Главного внешнего врага Моррас видел в Германии – «очевидном противнике, который угрожает нам и не может не напасть» (МЕМ, xxvi). На суде в январе 1945 г. он утверждал, что ненавидел немцев с двух лет – когда до Мартига донеслась весть о войне с Пруссией. «Мои постоянные читатели знают, – пояснил он, – что воспоминания моего раннего детства заходят очень далеко. <…> Я помню, как отец приносил из мэрии дурные вести, как они с матерью, со слезами на глазах, следили по карте за ходом вторжения. <…> Эти воспоминания преследовали меня и были единственной печалью моего детства. <…> Моя юность прошла под влиянием вражды французов и немцев»[11].

Задним числом Моррас преувеличивал давность своей германофобии, но в ее стойкости и принципиальности не приходится сомневаться. В лирическом и исповедальном предисловии к собранию стихов «Внутренняя музыка» (1925) он утверждал, что «германский идеализм и индивидуализм – наши подлинные враги, враги человека и мира, наследственные противники французского духа, католического и латинского сознания как воплощения всего благородного и возвышенного, что дал древний гений нашего Запада; одним словом – палачи порядка и мира» (MMI, 62). Открывая в 1937 г. «изборник» публицистики о германской угрозе «Перед вечной Германией. Галлы, германцы, латиняне.

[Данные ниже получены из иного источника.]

//! Search request transport.
//!
//! Provides a `Transport` trait with one real implementation, `HttpTransport`,
//! which issues `GET /search?q=..&log=..` against the reader site. Transports
//! never retry; every call resolves to results or a `TransportError`.

use std::time::Duration;

use async_trait::async_trait;
use tracing::debug;

use crate::error::TransportError;
use crate::types::{Query, SearchResult};

#[async_trait]
pub trait Transport: Send + Sync {
    async fn send(&self, query: &Query) -> Result<Vec<SearchResult>, TransportError>;
    fn name(&self) -> &str;
}

/// HTTP transport against a `/search` endpoint.
pub struct HttpTransport {
    client: reqwest::Client,
    endpoint: String,
}

impl HttpTransport {
    /// `endpoint` is the site root, e.g. `http://127.0.0.1:8432`. A timeout of
    /// `None` leaves requests unbounded.
    pub fn new(endpoint: &str, timeout: Option<Duration>) -> Result<Self, TransportError> {
        let mut builder = reqwest::Client::builder();
        if let Some(t) = timeout {
            builder = builder.timeout(t);
        }
        Ok(Self { client: builder.build()?, endpoint: endpoint.trim_end_matches('/').to_string() })
    }

    pub fn endpoint(&self) -> &str {
        &self.endpoint
    }
}

#[async_trait]
impl Transport for HttpTransport {
    async fn send(&self, query: &Query) -> Result<Vec<SearchResult>, TransportError> {
        let url = format!("{}/search", self.endpoint);
        let log = if query.should_log() { "true" } else { "false" };
        debug!(seq = query.seq(), q = query.text(), log, "GET /search");

        let resp = self.client.get(&url).query(&[("q", query.text()), ("log", log)]).send().await?;
        let status = resp.status();
        if !status.is_success() {
            return Err(TransportError::Status(status.as_u16()));
        }
        let body = resp.bytes().await?;
        serde_json::from_slice(&body).map_err(|e| TransportError::Decode(e.to_string()))
    }

    fn name(&self) -> &str {
        "http"
    }
}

Хроника сопротивления», он в очередной раз напомнил о «странном и опасном животном, которого Лютер и Кант, Фихте и Трейчке отвратили от рода человеческого» (DAE, viii – ix).

Со второй книгой связан занятный случай, о котором Моррасу в декабре 1948 г. поведал сидевший в соседней камере Валла, земляк-провансалец, бывший правый депутат и деятель режима Виши. «Друг сообщил мне историю со слов своего друга, офицера, взятого в 1940 г. в плен. Перед отправкой в Германию нацистский офицер проверял его вещи. Там были две книги: “Три мушкетера” и “Вечная Германия” (так. – В. М.). “О нет! – сказал немец, – никаких «Трех мушкетеров», месье. Сожалею, но всё военное запрещено. А вот «Вечная Германия» – какое прекрасное название! Берегите, месье, берегите!” Когда я пересказал это Моррасу, он просто зашелся от удовольствия» (MNE, 171).

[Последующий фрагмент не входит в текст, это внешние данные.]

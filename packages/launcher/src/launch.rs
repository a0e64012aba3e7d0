//! The crawl process invocation for a dequeued job.

use crawl_core::JobRequest;
use tokio::process::Command;

use crate::{Config, JOB_ENV, LauncherError, PROJECT_ENV};

/// Program, arguments and extra environment for one crawl.
///
/// The environment entries are added on top of the inherited environment.
#[derive(Debug, Clone, PartialEq, Eq)]
pub struct LaunchCommand {
    pub program: String,
    pub args: Vec<String>,
    pub env: Vec<(String, String)>,
}

impl LaunchCommand {
    /// Build `<python> -m <runner> crawl <crawl args>` for `request`.
    pub fn for_request(config: &Config, request: &JobRequest) -> Result<Self, LauncherError> {
        let project = request.project()?;

        let mut args = vec!["-m".to_string(), config.runner(), "crawl".to_string()];
        args.extend(request.crawl_args()?);

        let mut env = vec![(PROJECT_ENV.to_string(), project.to_string())];
        if let Some(job) = request.job_id() {
            env.push((JOB_ENV.to_string(), job.to_string()));
        }

        tracing::debug!(project, "Built launch command with {} argument(s)", args.len());

        Ok(Self {
            program: config.python(),
            args,
            env,
        })
    }

    /// A command ready to spawn.
    pub fn to_command(&self) -> Command {
        let mut cmd = Command::new(&self.program);
        cmd.args(&self.args);
        for (key, value) in &self.env {
            cmd.env(key, value);
        }
        cmd
    }
}

impl std::fmt::Display for LaunchCommand {
    fn fmt(&self, f: &mut std::fmt::Formatter<'_>) -> std::fmt::Result {
        for (key, value) in &self.env {
            write!(f, "{}={} ", key, value)?;
        }
        write!(f, "{}", self.program)?;
        for arg in &self.args {
            write!(f, " {}", arg)?;
        }
        Ok(())
    }
}
//! Run directory override from process arguments.

use std::ffi::OsStr;
use std::path::PathBuf;

/// Flag selecting the run directory.
pub const RUNDIR_FLAG: &str = "--rundir";

/// Find the value following `--rundir` in `args`.
///
/// Returns `None` when the flag is absent or is the last argument.
pub fn find_rundir<I, S>(args: I) -> Option<PathBuf>
where
    I: IntoIterator<Item = S>,
    S: AsRef<OsStr>,
{
    let mut args = args.into_iter();
    while let Some(arg) = args.next() {
        if arg.as_ref() == OsStr::new(RUNDIR_FLAG) {
            return args.next().map(|value| PathBuf::from(value.as_ref()));
        }
    }
    None
}
//! Core types for launching crawl jobs.
//!
//! This crate contains the pure pieces shared by the launcher:
//! - JobRequest and JobId for submitted work
//! - Crawl argument construction for the spawned process
//! - Run directory lookup from process arguments

mod crawl_args;
mod job;
mod rundir;

pub use crawl_args::{ARG_FLAG, SETTING_FLAG, coerce_arg, crawl_args};
pub use job::{JOB_KEY, JobId, JobRequest, PROJECT_KEY, RESERVED_KEYS, SETTINGS_KEY, SPIDER_KEY};
pub use rundir::{RUNDIR_FLAG, find_rundir};

/// Errors raised while interpreting a job request.
#[derive(Debug, thiserror::Error)]
pub enum CoreError {
    #[error("job request is missing required key '{0}'")]
    MissingKey(&'static str),

    #[error("job request key '{0}' must be a string")]
    InvalidField(&'static str),

    #[error("job request 'settings' must be a mapping")]
    InvalidSettings,

    #[error("'{0}' is reserved and cannot be passed as a spider argument")]
    ReservedKey(String),
}
//! Command-line arguments for a crawl process.
//!
//! A [`JobRequest`] becomes `<spider> [-a key=value]... [-s key=value]...`.
//! Keys are emitted in lexicographic order within each group so the same
//! request always yields the same command line.

use serde_json::{Map, Value};

use crate::CoreError;
use crate::job::{JobRequest, PROJECT_KEY, SETTINGS_KEY, SPIDER_KEY};

/// Flag preceding each spider argument.
pub const ARG_FLAG: &str = "-a";
/// Flag preceding each setting.
pub const SETTING_FLAG: &str = "-s";

/// Coerce a JSON value to the text passed on the command line.
///
/// Strings pass through unchanged. Everything else uses its compact JSON form.
pub fn coerce_arg(value: &Value) -> String {
    match value {
        Value::String(s) => s.clone(),
        other => other.to_string(),
    }
}

/// Build the argument vector for `request`.
///
/// The request is not modified. Fails when `_spider` or `_project` is missing
/// or when `settings` is present but is not a mapping.
pub fn crawl_args(request: &JobRequest) -> Result<Vec<String>, CoreError> {
    let mut params = request.as_map().clone();

    let spider = params
        .remove(SPIDER_KEY)
        .ok_or(CoreError::MissingKey(SPIDER_KEY))?;
    params
        .remove(PROJECT_KEY)
        .ok_or(CoreError::MissingKey(PROJECT_KEY))?;

    let settings = match params.remove(SETTINGS_KEY) {
        None => Map::new(),
        Some(Value::Object(settings)) => settings,
        Some(_) => return Err(CoreError::InvalidSettings),
    };

    let mut args = vec![coerce_arg(&spider)];
    push_pairs(&mut args, ARG_FLAG, &params);
    push_pairs(&mut args, SETTING_FLAG, &settings);
    Ok(args)
}

fn push_pairs(args: &mut Vec<String>, flag: &str, entries: &Map<String, Value>) {
    let mut pairs: Vec<(&String, &Value)> = entries.iter().collect();
    pairs.sort_by(|a, b| a.0.cmp(b.0));

    for (key, value) in pairs {
        args.push(flag.to_string());
        args.push(format!("{}={}", key, coerce_arg(value)));
    }
}

impl JobRequest {
    /// Build the argument vector for this request. See [`crawl_args`].
    pub fn crawl_args(&self) -> Result<Vec<String>, CoreError> {
        crawl_args(self)
    }
}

Глаза на опасность «германизма» Моррасу, по его собственным словам, открыли два события. Первое – торжественная и вроде бы дружественная встреча французской и русской эскадр с немецким флотом 18 июня 1895 г. на открытии Кильского канала – построенного на деньги от репараций, которые Франции пришлось выплатить после поражения в войне. Вспоминая детскую мечту стать моряком, Моррас обычно добавлял: чтобы потопить германский флот или обстрелять германские порты.

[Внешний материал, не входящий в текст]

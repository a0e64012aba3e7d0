//! Queue registry and job launching for the crawl service.
//!
//! # Architecture
//!
//! - `QueueRegistry` - One persistent queue per known project
//! - `project_list` - Projects from the packages directory and `[settings]`
//! - `SpiderLister` - Spider names from the project's runner
//! - `LaunchCommand` - The crawl invocation for a dequeued job
//!
//! # Usage
//!
//! ```ignore
//! use launcher::{Config, QueueRegistry, RunDir};
//!
//! let config = Config::load()?;
//! let registry = QueueRegistry::open(&config, &RunDir::from_process_args()?).await?;
//! ```

pub mod config;
mod error;
mod launch;
mod projects;
pub mod registry;
mod rundir;
mod spiders;

pub use config::Config;
pub use error::LauncherError;
pub use launch::LaunchCommand;
pub use projects::project_list;
pub use registry::{QueueRegistry, queue_path};
pub use rundir::RunDir;
pub use spiders::{SpiderLister, UNKNOWN_ERROR, failure_message};

/// Environment variable naming the project for the runner.
pub const PROJECT_ENV: &str = "SCRAPY_PROJECT";
/// Environment variable carrying the job identifier to a crawl.
pub const JOB_ENV: &str = "SCRAPY_JOB";
/// Environment variable extending the runner's module search path.
pub const PYTHONPATH_ENV: &str = "PYTHONPATH";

Второе событие, случившееся одновременно с первым, – выход полного французского перевода «Речей к германской нации» Иоганна Готлиба Фихте, «чистокровного, беспримесного варвара» в отличие от «более или менее романизированных варваров, которые хоть как-то умели писать, вроде Лейбница, Гете, Гейне, Шопенгауэра или Ницше» (QFA, 24). Моррас и через полвека называл эту книгу «лютеранским Кораном и предвестьем “Майн кампф”» (PJF, 94), а его друг и соратник Леон Доде видел в ней «наилучший пример того, что может сделать сильная мысль – даже с неверными предпосылками – для возрождения страны»[12]. Моррас призвал всех французов прочитать эту книгу, чтобы знать врага, и добился того, что муниципальный совет Парижа закупил двести экземпляров перевода. «Корни воинственного германизма надо искать не в Бисмарке, но в Фихте», – напомнил он в октябре 1914 г. (MCV, I, 322).